Bağımsız kadınlara evlenme teklifi doğrudan yani DOLAYSIZ olarak edilebilir çünkü onlar kendi kendilerini korurlar ve tekliflere kendileri cevap verirler.
Ant içip edinilenler ise, 25 nci ayette açıklandığı üzere, onları üstlenen ailenin izniyle evlenirler. O halde onlara teklif, onları üstlenen aile yoluyla yani DOLAYLI olarak edilir.

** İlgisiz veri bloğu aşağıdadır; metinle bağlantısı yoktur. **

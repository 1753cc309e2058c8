//! Categorical encoders.

use std::collections::{BTreeMap, BTreeSet};

use serde::{Deserialize, Serialize};

use crate::data::{Column, Frame};
use crate::error::{PipelineError, Result};

pub const RARE_LABEL: &str = "RARE";

/// Collapses labels rarer than a frequency threshold into [`RARE_LABEL`].
#[derive(Debug, Clone, PartialEq, Serialize, Deserialize)]
pub struct RareCollapser {
    pub threshold: f64,
    pub rare: BTreeSet<String>,
}

impl RareCollapser {
    /// Frequencies are relative to the non-missing cells.
    pub fn fit(values: &[Option<String>], threshold: f64) -> Self {
        let mut counts: BTreeMap<&str, usize> = BTreeMap::new();
        for value in values.iter().flatten() {
            *counts.entry(value.as_str()).or_default() += 1;
        }
        let total: usize = counts.values().sum();
        let rare = counts
            .into_iter()
            .filter(|(_, n)| (*n as f64 / total as f64) < threshold)
            .map(|(label, _)| label.to_string())
            .collect();
        Self { threshold, rare }
    }

    pub fn apply<'a>(&self, value: &'a str) -> &'a str {
        if self.rare.contains(value) {
            RARE_LABEL
        } else {
            value
        }
    }
}

/// Binary label encoder: sorted labels map to 0 and 1.
#[derive(Debug, Clone, PartialEq, Serialize, Deserialize)]
pub struct LabelEncoder {
    classes: Vec<String>,
}

impl LabelEncoder {
    pub fn fit<'a>(labels: impl IntoIterator<Item = &'a str>) -> Self {
        let classes: BTreeSet<&str> = labels.into_iter().collect();
        Self {
            classes: classes.into_iter().map(str::to_string).collect(),
        }
    }

    pub fn classes(&self) -> &[String] {
        &self.classes
    }

    pub fn encode(&self, column: &str, label: &str) -> Result<usize> {
        self.classes
            .binary_search_by(|c| c.as_str().cmp(label))
            .map_err(|_| PipelineError::UnknownCategory {
                column: column.to_string(),
                value: label.to_string(),
            })
    }

    pub fn decode(&self, code: usize) -> Option<&str> {
        self.classes.get(code).map(String::as_str)
    }
}

/// One indicator column per observed category; unseen labels encode to all zeros.
#[derive(Debug, Clone, PartialEq, Serialize, Deserialize)]
pub struct OneHotEncoder {
    categories: Vec<String>,
}

impl OneHotEncoder {
    pub fn fit<'a>(labels: impl IntoIterator<Item = &'a str>) -> Self {
        let categories: BTreeSet<&str> = labels.into_iter().collect();
        Self {
            categories: categories.into_iter().map(str::to_string).collect(),
        }
    }

    pub fn categories(&self) -> &[String] {
        &self.categories
    }

    pub fn output_names(&self, column: &str) -> Vec<String> {
        self.categories
            .iter()
            .map(|c| format!("{}_{}", column, c))
            .collect()
    }

    pub fn encode(&self, label: Option<&str>) -> Vec<f64> {
        self.categories
            .iter()
            .map(|c| if Some(c.as_str()) == label { 1.0 } else { 0.0 })
            .collect()
    }
}

#[derive(Debug, Clone, PartialEq, Serialize, Deserialize)]
pub enum CategoricalEncoder {
    Label(LabelEncoder),
    OneHot(OneHotEncoder),
}

/// Everything fitted for one categorical column.
#[derive(Debug, Clone, PartialEq, Serialize, Deserialize)]
pub struct ColumnEncoder {
    pub column: String,
    pub rare: RareCollapser,
    pub encoder: CategoricalEncoder,
}

impl ColumnEncoder {
    /// Collapse rare labels, then label-encode two-valued columns and
    /// one-hot expand the rest.
    pub fn fit(column: &str, values: &[Option<String>], rare_threshold: f64) -> Self {
        let rare = RareCollapser::fit(values, rare_threshold);
        let collapsed = values.iter().flatten().map(|v| rare.apply(v));
        let distinct: BTreeSet<&str> = collapsed.clone().collect();

        let encoder = if distinct.len() == 2 {
            CategoricalEncoder::Label(LabelEncoder::fit(collapsed))
        } else {
            CategoricalEncoder::OneHot(OneHotEncoder::fit(collapsed))
        };
        Self {
            column: column.to_string(),
            rare,
            encoder,
        }
    }

    pub fn output_columns(&self) -> Vec<String> {
        match &self.encoder {
            CategoricalEncoder::Label(_) => vec![self.column.clone()],
            CategoricalEncoder::OneHot(ohe) => ohe.output_names(&self.column),
        }
    }

    /// Replace the column in `frame` with its encoding. Label codes replace
    /// the column in place; indicator columns are appended.
    pub fn apply(&self, frame: &mut Frame) -> Result<()> {
        let values = frame
            .categorical(&self.column)
            .ok_or_else(|| PipelineError::Schema(format!("column '{}' is not categorical", self.column)))?
            .to_vec();

        match &self.encoder {
            CategoricalEncoder::Label(le) => {
                let codes = values
                    .iter()
                    .map(|v| match v {
                        Some(label) => le
                            .encode(&self.column, self.rare.apply(label))
                            .map(|code| Some(code as f64)),
                        None => Ok(None),
                    })
                    .collect::<Result<Vec<_>>>()?;
                frame.push_column(Column::numeric(self.column.clone(), codes))?;
            }
            CategoricalEncoder::OneHot(ohe) => {
                let encoded: Vec<Vec<f64>> = values
                    .iter()
                    .map(|v| ohe.encode(v.as_deref().map(|l| self.rare.apply(l))))
                    .collect();
                frame.remove_column(&self.column);
                for (idx, name) in ohe.output_names(&self.column).into_iter().enumerate() {
                    let indicator = encoded.iter().map(|row| Some(row[idx])).collect();
                    frame.push_column(Column::numeric(name, indicator))?;
                }
            }
        }
        Ok(())
    }
}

(3)Nisa 24’te sözü edilen sınır DOLAYLI ve DOLAYSIZ teklifler arasındadır; haram ve helal kadınlar arasında değil. Yoksa "muhsenat"ın 24 ve 25 nci ayetlerdeki kullanımları arasında çelişki ortaya çıkar. Nitekim mevcut meallerde o çelişki ortaya çıkmış.
(4)Evlenme bedeli, artı eşitliğin gereğidir; ihsan değil. (SİN ile yazılan ihsan bu. SAD ile değil.)
(5)İstekler nişanlılık ve evlilik işlemleri ile ilgilidir.
(6)Nisa 25'te geçen FAHİŞE kelimesi mevcut meallere göre "zina"dır ama Kuranen bu, yanlış. Buradaki FAHİŞE, edepsizlik anlamına gelir (Bkz 33:30 ve 4:15). Edepsizlik başka, zina başka. Örneğin evli bir kadının kocasından başka bir erkekle yüzgöz olup öpüşmesi edepsizliktir ama cinsel temas değildir, zina değildir.
Nitekim kanıtlanan zinanın cezası yarıya indirilemez ama edepsizliğin cezası bu ayette öngörüldüğü üzere yarıya indirilebiliyor.
Ancak edepsizlik suçunun cezası Kur’anen belirlenmemiştir. Tıpkı içkiliyken işlenen suçlar gibi. O halde onlarla ilgili cezalar insanların çıkaracağı şer’î ya da laik yasalarla belirtilir.
Edepsizlik hakkındaki cezanın yarısı ancak ondan sonra hesaplanabilir.
6)Nisa 25'te geçen FAHİŞE kelimesi mevcut meallere göre "zina"dır ama Kuranen bu, yanlış. Buradaki FAHİŞE, edepsizlik anlamına gelir (Bkz 33:30 ve 4:15). Edepsizlik başka, zina başka. Örneğin evli bir kadının kocasından başka bir erkekle yüzgöz olup öpüşmesi edepsizliktir ama cinsel temas değildir, zina değildir.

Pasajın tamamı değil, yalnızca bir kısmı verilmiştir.